- Presented by: Dr. Lendon Smith, M.D.
- Country of origin: United States

Production
- Running time: 5 minutes (3.5 minus commercials)

Original release
- Network: ABC
- Release: April 1967 – August 1969

= The Children's Doctor =

The Children's Doctor is an American daytime medical and parental advice program that ran on ABC for 3 years, from April 1967 to August 1969. It was produced at the studios of KGW-TV in Portland (an NBC affiliate; KATU was/is the market's ABC affiliate during this period) where the program was broadcast for a time locally before ABC picked it up for national broadcast.

==Series background==
The program was hosted by Dr. Lendon Smith M.D., who gave advice everyday on topics ranging from how to discipline children to proper nutrition and would feature young children and their parents in his shows. Each program would begin with Dr. Smith saying "Hello. Today I'd like to talk about..." before going into the topic of the day.
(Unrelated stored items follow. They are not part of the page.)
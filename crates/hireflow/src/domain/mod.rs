//! Entity types shared by the workflows.
//!
//! References between entities (`Application.job_id`, `Interview.application_id`,
//! recruiter/candidate ids) are plain document ids; the workflows are responsible
//! for resolving them before acting, never the stores.

mod application;
mod interview;
mod job;
mod message;
mod user;

pub use application::{Application, ApplicationStatus};
pub use interview::{Interview, InterviewResponseStatus};
pub use job::{Job, JobStatus};
pub use message::{chat_room_id, Message};
pub use user::{Role, User};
Smith taped a total of 10 segments in two hours.

==Production notes==
Smith noted that at times that most of the children that appeared on the show would cause mischief both on and off-camera. He also used no scripts, relying on a few notes.

==Schedule==
When it debuted, it aired at 10:55 am, but in the winter of 1968 it was moved to 2:55 pm where it would be paired with another ABC program, The Baby Game. It would later be shuffled two more times, to 1:55 pm in the summer of 1968 and to 12:55 pm in the Winter of 1969 (in both cases following Funny You Should Ask), where it remained until it was cancelled in August of that year.